Exercise 1 - Find “DATA” or “STATISTICS”

Downloading majors list from 538 website

library(tidyverse)
## ── Attaching packages ───────────────────────────────────────── tidyverse 1.3.0 ──
## ✓ ggplot2 3.2.1     ✓ purrr   0.3.3
## ✓ tibble  2.1.3     ✓ dplyr   0.8.4
## ✓ tidyr   1.0.2     ✓ stringr 1.4.0
## ✓ readr   1.3.1     ✓ forcats 0.4.0
## ── Conflicts ──────────────────────────────────────────── tidyverse_conflicts() ──
## x dplyr::filter() masks stats::filter()
## x dplyr::lag()    masks stats::lag()
majors <- read.csv(file = 'https://raw.githubusercontent.com/fivethirtyeight/data/master/college-majors/majors-list.csv')
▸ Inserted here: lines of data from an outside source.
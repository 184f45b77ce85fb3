//! Network-layer error types.

/// Errors that can occur while talking to NATS.
#[derive(Debug, thiserror::Error)]
pub enum NetError {
    /// Failed to encode a message to MessagePack.
    #[error("failed to encode message: {0}")]
    Encode(#[from] rmp_serde::encode::Error),

    /// Failed to decode a message from MessagePack.
    #[error("failed to decode message: {0}")]
    Decode(#[from] rmp_serde::decode::Error),

    /// NATS subscription error.
    #[error("NATS subscribe error: {0}")]
    Subscribe(#[from] async_nats::SubscribeError),

    /// NATS publish error.
    #[error("NATS publish error: {0}")]
    Publish(#[from] async_nats::PublishError),

    /// NATS connection error.
    #[error("NATS connection error: {0}")]
    Connect(#[from] async_nats::ConnectError),

    /// A request arrived without a reply subject.
    #[error("message on {0} has no reply subject")]
    NoReplySubject(String),
}
//! Tunable game rules.
//!
//! Everything numeric about the game (mana curve, action prices, ability
//! reach and the unit catalog) lives in [`RulesConfig`]. The defaults are
//! the stock balance; a server can load an override from JSON.

use serde::{Deserialize, Serialize};

use crate::components::{AbilityType, MapConfig, UnitType};

/// Why a rule set was refused.
#[derive(Debug, thiserror::Error)]
pub enum RulesError {
    /// The document is not valid JSON for a rule set.
    #[error("malformed rules: {0}")]
    Parse(#[from] serde_json::Error),

    /// The rule set parses but cannot be played.
    #[error("invalid rules: {0}")]
    Invalid(&'static str),
}

/// Mana granted at the start of each turn: `min(base + turn * per_turn, max)`.
#[derive(Debug, Clone, Copy, PartialEq, Eq, Serialize, Deserialize)]
#[serde(default)]
pub struct ManaCurve {
    pub base: u32,
    pub per_turn: u32,
    pub max: u32,
}

impl Default for ManaCurve {
    fn default() -> Self {
        Self {
            base: 5,
            per_turn: 1,
            max: 15,
        }
    }
}

impl ManaCurve {
    /// Mana available on `turn`.
    #[must_use]
    pub fn allotment(&self, turn: u32) -> u32 {
        self.base
            .saturating_add(turn.saturating_mul(self.per_turn))
            .min(self.max)
    }
}

/// Mana price of every action.
#[derive(Debug, Clone, Copy, PartialEq, Eq, Serialize, Deserialize)]
#[serde(default)]
pub struct ActionCosts {
    pub summon: u32,
    pub movement: u32,
    pub attack: u32,
    pub meteor: u32,
    pub drain_sword: u32,
    pub piercing_shot: u32,
    pub whirlwind_axe: u32,
    pub sidestep: u32,
    pub cover: u32,
}

impl Default for ActionCosts {
    fn default() -> Self {
        Self {
            summon: 3,
            movement: 2,
            attack: 2,
            meteor: 4,
            drain_sword: 4,
            piercing_shot: 3,
            whirlwind_axe: 3,
            sidestep: 4,
            cover: 4,
        }
    }
}

impl ActionCosts {
    #[must_use]
    pub fn ability(&self, ability: AbilityType) -> u32 {
        match ability {
            AbilityType::Meteor => self.meteor,
            AbilityType::DrainSword => self.drain_sword,
            AbilityType::PiercingShot => self.piercing_shot,
            AbilityType::WhirlwindAxe => self.whirlwind_axe,
            AbilityType::Sidestep => self.sidestep,
            AbilityType::Cover => self.cover,
        }
    }
}

/// Reach and strength of abilities.
#[derive(Debug, Clone, Copy, PartialEq, Eq, Serialize, Deserialize)]
#[serde(default)]
pub struct AbilityParams {
    pub meteor_range: u32,
    pub meteor_damage: u32,
    pub drain_sword_damage: u32,
    pub drain_sword_heal: u32,
    pub piercing_shot_damage: u32,
    pub piercing_shot_length: u32,
    pub whirlwind_axe_damage: u32,
    pub sidestep_damage: u32,
    pub cover_range: u32,
}

impl Default for AbilityParams {
    fn default() -> Self {
        Self {
            meteor_range: 5,
            meteor_damage: 4,
            drain_sword_damage: 2,
            drain_sword_heal: 2,
            piercing_shot_damage: 3,
            piercing_shot_length: 3,
            whirlwind_axe_damage: 3,
            sidestep_damage: 3,
            cover_range: 2,
        }
    }
}

/// Accepted board sizes.
#[derive(Debug, Clone, Copy, PartialEq, Eq, Serialize, Deserialize)]
#[serde(default)]
pub struct MapLimits {
    pub min_side: u32,
    pub max_side: u32,
}

impl Default for MapLimits {
    fn default() -> Self {
        Self {
            min_side: 3,
            max_side: 32,
        }
    }
}

impl MapLimits {
    /// Returns `true` if a match may be created on `map`.
    ///
    /// Both sides must be within limits, the bases must land on different
    /// rows, and the placement budget must leave room for the two bases.
    #[must_use]
    pub fn accepts(&self, map: &MapConfig) -> bool {
        let side_ok = |side: u32| (self.min_side..=self.max_side).contains(&side);
        let Some(cells) = map.width.checked_mul(map.height) else {
            return false;
        };
        side_ok(map.width)
            && side_ok(map.height)
            && map.height >= 2
            && map.max_placed_cards >= 2
            && map.max_placed_cards <= cells.saturating_sub(2)
    }
}

/// Catalog entry for a summonable unit.
#[derive(Debug, Clone, Copy, PartialEq, Eq, Serialize, Deserialize)]
pub struct UnitStats {
    pub unit: UnitType,
    pub attack_damage: u32,
    pub max_hp: u32,
    pub movement_speed: u32,
    pub ability: Option<AbilityType>,
}

impl UnitStats {
    const fn new(
        unit: UnitType,
        attack_damage: u32,
        max_hp: u32,
        movement_speed: u32,
        ability: AbilityType,
    ) -> Self {
        Self {
            unit,
            attack_damage,
            max_hp,
            movement_speed,
            ability: Some(ability),
        }
    }
}

/// The full rule set a [`MatchEngine`](crate::MatchEngine) runs with.
#[derive(Debug, Clone, PartialEq, Eq, Serialize, Deserialize)]
#[serde(default)]
pub struct RulesConfig {
    pub mana: ManaCurve,
    pub costs: ActionCosts,
    pub abilities: AbilityParams,
    pub map_limits: MapLimits,
    pub base_max_hp: u32,
    pub units: Vec<UnitStats>,
}

impl Default for RulesConfig {
    fn default() -> Self {
        Self {
            mana: ManaCurve::default(),
            costs: ActionCosts::default(),
            abilities: AbilityParams::default(),
            map_limits: MapLimits::default(),
            base_max_hp: 20,
            units: vec![
                UnitStats::new(UnitType::VaanStrife, 3, 8, 2, AbilityType::Meteor),
                UnitStats::new(UnitType::Felguard, 4, 10, 2, AbilityType::DrainSword),
                UnitStats::new(UnitType::Sakura, 2, 6, 3, AbilityType::PiercingShot),
                UnitStats::new(UnitType::Freya, 3, 9, 2, AbilityType::WhirlwindAxe),
                UnitStats::new(UnitType::Lyra, 2, 7, 4, AbilityType::Sidestep),
                UnitStats::new(UnitType::Madmartigan, 3, 12, 1, AbilityType::Cover),
            ],
        }
    }
}

impl RulesConfig {
    /// Parses and validates a rule set from JSON. Missing fields keep their
    /// defaults.
    ///
    /// # Errors
    ///
    /// [`RulesError::Parse`] for a malformed document, otherwise whatever
    /// [`validate`](Self::validate) reports.
    pub fn from_json(json: &str) -> Result<Self, RulesError> {
        let rules: Self = serde_json::from_str(json)?;
        rules.validate()?;
        Ok(rules)
    }

    /// Checks that every board the limits admit can hold both bases, and
    /// that every card starts alive.
    ///
    /// # Errors
    ///
    /// [`RulesError::Invalid`] naming the first broken limit.
    pub fn validate(&self) -> Result<(), RulesError> {
        let limits = &self.map_limits;
        if limits.min_side < 2 {
            return Err(RulesError::Invalid("map_limits.min_side must be at least 2"));
        }
        if limits.min_side > limits.max_side {
            return Err(RulesError::Invalid("map_limits.min_side exceeds max_side"));
        }
        if limits.max_side.checked_mul(limits.max_side).is_none() {
            return Err(RulesError::Invalid("map_limits.max_side is too large"));
        }
        if self.base_max_hp == 0 {
            return Err(RulesError::Invalid("base_max_hp must be positive"));
        }
        if self.units.iter().any(|stats| stats.max_hp == 0) {
            return Err(RulesError::Invalid("unit max_hp must be positive"));
        }
        Ok(())
    }

    /// Catalog stats of `unit`, if it is summonable.
    #[must_use]
    pub fn unit(&self, unit: UnitType) -> Option<&UnitStats> {
        self.units.iter().find(|stats| stats.unit == unit)
    }
}

#[cfg(test)]
mod tests {
    use super::*;

    #[test]
    fn test_mana_curve() {
        let curve = ManaCurve::default();
        assert_eq!(curve.allotment(1), 6);
        assert_eq!(curve.allotment(4), 9);
        assert_eq!(curve.allotment(10), 15);
        assert_eq!(curve.allotment(u32::MAX), 15);
    }

    #[test]
    fn test_every_placeable_unit_has_stats() {
        let rules = RulesConfig::default();
        for unit in UnitType::PLACEABLE {
            assert!(rules.unit(unit).is_some(), "{unit} missing from catalog");
        }
        assert!(rules.unit(UnitType::Base).is_none());
    }

    #[test]
    fn test_map_limits() {
        let limits = MapLimits::default();
        let map = |width, height, max_placed_cards| MapConfig {
            width,
            height,
            max_placed_cards,
        };
        assert!(limits.accepts(&map(5, 5, 4)));
        assert!(!limits.accepts(&map(2, 5, 4)));
        assert!(!limits.accepts(&map(5, 33, 4)));
        assert!(!limits.accepts(&map(3, 3, 8)));
        assert!(!limits.accepts(&map(5, 5, 1)));
    }

    #[test]
    fn test_single_row_board_is_refused() {
        let limits = MapLimits {
            min_side: 1,
            max_side: 32,
        };
        let row = MapConfig {
            width: 4,
            height: 1,
            max_placed_cards: 2,
        };
        assert!(!limits.accepts(&row));
    }

    #[test]
    fn test_huge_sides_do_not_overflow() {
        let limits = MapLimits {
            min_side: 2,
            max_side: u32::MAX,
        };
        let huge = MapConfig {
            width: u32::MAX,
            height: u32::MAX,
            max_placed_cards: 4,
        };
        assert!(!limits.accepts(&huge));
    }

    #[test]
    fn test_validate_rejects_unplayable_limits() {
        for json in [
            r#"{ "map_limits": { "min_side": 1, "max_side": 32 } }"#,
            r#"{ "map_limits": { "min_side": 0, "max_side": 32 } }"#,
            r#"{ "map_limits": { "min_side": 8, "max_side": 4 } }"#,
            r#"{ "map_limits": { "min_side": 3, "max_side": 100000 } }"#,
            r#"{ "base_max_hp": 0 }"#,
        ] {
            let err = RulesConfig::from_json(json).unwrap_err();
            assert!(matches!(err, RulesError::Invalid(_)), "{json} accepted");
        }
        assert!(RulesConfig::default().validate().is_ok());
    }

    #[test]
    fn test_malformed_json_is_a_parse_error() {
        let err = RulesConfig::from_json("{ not json").unwrap_err();
        assert!(matches!(err, RulesError::Parse(_)));
    }

    #[test]
    fn test_partial_json_keeps_defaults() {
        let rules = RulesConfig::from_json(r#"{ "costs": { "summon": 1 }, "base_max_hp": 30 }"#)
            .unwrap();
        assert_eq!(rules.costs.summon, 1);
        assert_eq!(rules.costs.attack, 2);
        assert_eq!(rules.base_max_hp, 30);
        assert_eq!(rules.units.len(), 6);
    }
}
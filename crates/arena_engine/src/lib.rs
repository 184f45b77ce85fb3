//! # arena_engine
//!
//! A two-player, turn-based card battle played on a grid, written entirely
//! as reads and writes of [`arena_store`] tables.
//!
//! This crate provides:
//!
//! - [`components`]: the game tables (positions, hit points, mana, ...).
//! - [`rules`]: [`RulesConfig`]: mana curve, costs, unit catalog.
//! - [`grid`]: cell distances and ability shapes.
//! - [`world`]: the table set, snapshots, and [`Outcome`] deltas.
//! - [`engine`]: [`MatchEngine`], the match state machine.
//! - [`abilities`]: the six card abilities.
//! - [`board`]: read models for clients.

pub mod abilities;
pub mod board;
pub mod components;
pub mod engine;
pub mod error;
pub mod events;
pub mod grid;
pub mod rules;
pub mod world;

#[cfg(test)]
mod tests;

pub use abilities::Ability;
pub use board::{BoardView, OpenMatch, PlayerView};
pub use engine::{MAX_USERNAME_LEN, MatchEngine};
pub use error::{ErrorKind, MatchError, MatchResult};
pub use events::{FinishReason, GameEvent};
pub use rules::{RulesConfig, RulesError};
pub use world::{CardView, Change, Delta, MatchState, Outcome, Seat, World};
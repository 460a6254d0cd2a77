// Licensed to the Apache Software Foundation (ASF) under one
// or more contributor license agreements.  See the NOTICE file
// distributed with this work for additional information
// regarding copyright ownership.  The ASF licenses this file
// to you under the Apache License, Version 2.0 (the
// "License"); you may not use this file except in compliance
// with the License.  You may obtain a copy of the License at
//
//   http://www.apache.org/licenses/LICENSE-2.0
//
// Unless required by applicable law or agreed to in writing,
// software distributed under the License is distributed on an
// "AS IS" BASIS, WITHOUT WARRANTIES OR CONDITIONS OF ANY
// KIND, either express or implied.  See the License for the
// specific language governing permissions and limitations
// under the License.

use anyhow::Result;
use backlot_core::Context;
use backlot_http_send_reqwest::ReqwestHttpSend;
use bytes::Bytes;
use reqwest::Client;
use std::time::Duration;

#[tokio::main]
async fn main() -> Result<()> {
    // Chunk transfers can be hundreds of megabytes, so give them room.
    let client = Client::builder()
        .timeout(Duration::from_secs(30 * 60))
        .pool_max_idle_per_host(16)
        .user_agent("backlot-example/0.1")
        .build()?;

    let ctx = Context::new().with_http_send(ReqwestHttpSend::new(client));

    let req = http::Request::builder()
        .method("GET")
        .uri("https://api.ooyala.com/v2/assets")
        .body(Bytes::new())?;

    // Unsigned, so the service is expected to refuse it.
    match ctx.http_send(req).await {
        Ok(resp) => {
            println!("Response status: {}", resp.status());
            println!("{}", String::from_utf8_lossy(resp.body()));
        }
        Err(e) => eprintln!("Request failed: {e}"),
    }

    Ok(())
}
// Licensed to the Apache Software Foundation (ASF) under one
// or more contributor license agreements.  See the NOTICE file
// distributed with this work for additional information
// regarding copyright ownership.  The ASF licenses this file
// to you under the Apache License, Version 2.0 (the
// "License"); you may not use this file except in compliance
// with the License.  You may obtain a copy of the License at
//
//   http://www.apache.org/licenses/LICENSE-2.0
//
// Unless required by applicable law or agreed to in writing,
// software distributed under the License is distributed on an
// "AS IS" BASIS, WITHOUT WARRANTIES OR CONDITIONS OF ANY
// KIND, either express or implied.  See the License for the
// specific language governing permissions and limitations
// under the License.

//! Reqwest-based HTTP transport for backlot.
//!
//! ```no_run
//! use backlot_core::Context;
//! use backlot_http_send_reqwest::ReqwestHttpSend;
//!
//! let ctx = Context::new().with_http_send(ReqwestHttpSend::default());
//! ```

use async_trait::async_trait;
use backlot_core::{Error, HttpSend, Result};
use bytes::Bytes;
use http_body_util::BodyExt;
use reqwest::{Client, Request};

/// HttpSend implementation backed by a [`reqwest::Client`].
#[derive(Debug, Default, Clone)]
pub struct ReqwestHttpSend {
    client: Client,
}

impl ReqwestHttpSend {
    /// Create a new ReqwestHttpSend with a reqwest::Client.
    pub fn new(client: Client) -> Self {
        Self { client }
    }
}

#[async_trait]
impl HttpSend for ReqwestHttpSend {
    async fn http_send(&self, req: http::Request<Bytes>) -> Result<http::Response<Bytes>> {
        let req = Request::try_from(req)
            .map_err(|e| Error::request_invalid("failed to convert request").with_source(e))?;
        let resp: http::Response<_> = self
            .client
            .execute(req)
            .await
            .map_err(|e| Error::unexpected("failed to send request").with_source(e))?
            .into();

        let (parts, body) = resp.into_parts();
        let bs = BodyExt::collect(body)
            .await
            .map(|buf| buf.to_bytes())
            .map_err(|e| Error::unexpected("failed to read response body").with_source(e))?;
        Ok(http::Response::from_parts(parts, bs))
    }
}
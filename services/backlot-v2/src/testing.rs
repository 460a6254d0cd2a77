// Licensed to the Apache Software Foundation (ASF) under one
// or more contributor license agreements.  See the NOTICE file
// distributed with this work for additional information
// regarding copyright ownership.  The ASF licenses this file
// to you under the Apache License, Version 2.0 (the
// "License"); you may not use this file except in compliance
// with the License.  You may obtain a copy of the License at
//
//   http://www.apache.org/licenses/LICENSE-2.0
//
// Unless required by applicable law or agreed to in writing,
// software distributed under the License is distributed on an
// "AS IS" BASIS, WITHOUT WARRANTIES OR CONDITIONS OF ANY
// KIND, either express or implied.  See the License for the
// specific language governing permissions and limitations
// under the License.

use std::fmt::{Debug, Formatter};
use std::sync::{Arc, Mutex};

use async_trait::async_trait;
use bytes::Bytes;
use http::{Method, Request, Response, StatusCode, Uri};

use backlot_core::{HttpSend, Result};

type Handler = dyn Fn(&Request<Bytes>) -> Response<Bytes> + Send + Sync;

#[derive(Clone, Debug)]
pub struct Recorded {
    pub method: Method,
    pub uri: Uri,
    pub body: Bytes,
}

/// HttpSend double that records every request and answers with `handler`.
#[derive(Clone)]
pub struct MockHttpSend {
    handler: Arc<Handler>,
    requests: Arc<Mutex<Vec<Recorded>>>,
}

impl Debug for MockHttpSend {
    fn fmt(&self, f: &mut Formatter<'_>) -> std::fmt::Result {
        f.debug_struct("MockHttpSend").finish_non_exhaustive()
    }
}

impl MockHttpSend {
    pub fn new(
        handler: impl Fn(&Request<Bytes>) -> Response<Bytes> + Send + Sync + 'static,
    ) -> Self {
        Self {
            handler: Arc::new(handler),
            requests: Arc::default(),
        }
    }

    pub fn ok() -> Self {
        Self::new(|_| respond(StatusCode::OK, "{}"))
    }

    pub fn requests(&self) -> Vec<Recorded> {
        self.requests.lock().unwrap().clone()
    }
}

#[async_trait]
impl HttpSend for MockHttpSend {
    async fn http_send(&self, req: Request<Bytes>) -> Result<Response<Bytes>> {
        let resp = (self.handler)(&req);
        self.requests.lock().unwrap().push(Recorded {
            method: req.method().clone(),
            uri: req.uri().clone(),
            body: req.body().clone(),
        });
        Ok(resp)
    }
}

pub fn respond(status: StatusCode, body: &str) -> Response<Bytes> {
    Response::builder()
        .status(status)
        .body(Bytes::copy_from_slice(body.as_bytes()))
        .unwrap()
}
Using str_subset to identify majors containing Data and statistics

ex_1<-str_subset(majors$Major, "DATA|STATISTICS")
ex_1
## [1] "MANAGEMENT INFORMATION SYSTEMS AND STATISTICS"
## [2] "COMPUTER PROGRAMMING AND DATA PROCESSING"     
## [3] "STATISTICS AND DECISION SCIENCE"

Exercise 2

Concatenating strings - I’m a bit confused with this one. c(“a”, “b”, “c”) is usually a way to stored multiple strings into a character vector. It seems the exercise is asking for the inverse, to go from a character vector to the function? Or does the exercise wants from the character vector to a single string that looks like the c() function? A have two solutions,using the ‘fruit’ list: 1: Here, it builds a single string with double quotes around each element

x<-c(fruit)
y<-str_c("\"", x , "\"" , collapse = ",")
writeLines(y)
## "apple","apricot","avocado","banana","bell pepper","bilberry","blackberry","blackcurrant","blood orange","blueberry","boysenberry","breadfruit","canary melon","cantaloupe","cherimoya","cherry","chili pepper","clementine","cloudberry","coconut","cranberry","cucumber","currant","damson","date","dragonfruit","durian","eggplant","elderberry","feijoa","fig","goji berry","gooseberry","grape","grapefruit","guava","honeydew","huckleberry","jackfruit","jambul","jujube","kiwi fruit","kumquat","lemon","lime","loquat","lychee","mandarine","mango","mulberry","nectarine","nut","olive","orange","pamelo","papaya","passionfruit","peach","pear","persimmon","physalis","pineapple","plum","pomegranate","pomelo","purple mangosteen","quince","raisin","rambutan","raspberry","redcurrant","rock melon","salal berry","satsuma","star fruit","strawberry","tamarillo","tangerine","ugli fruit","watermelon"
y<-c("c(",str_c("\"", x , "\"" , collapse = ","),")")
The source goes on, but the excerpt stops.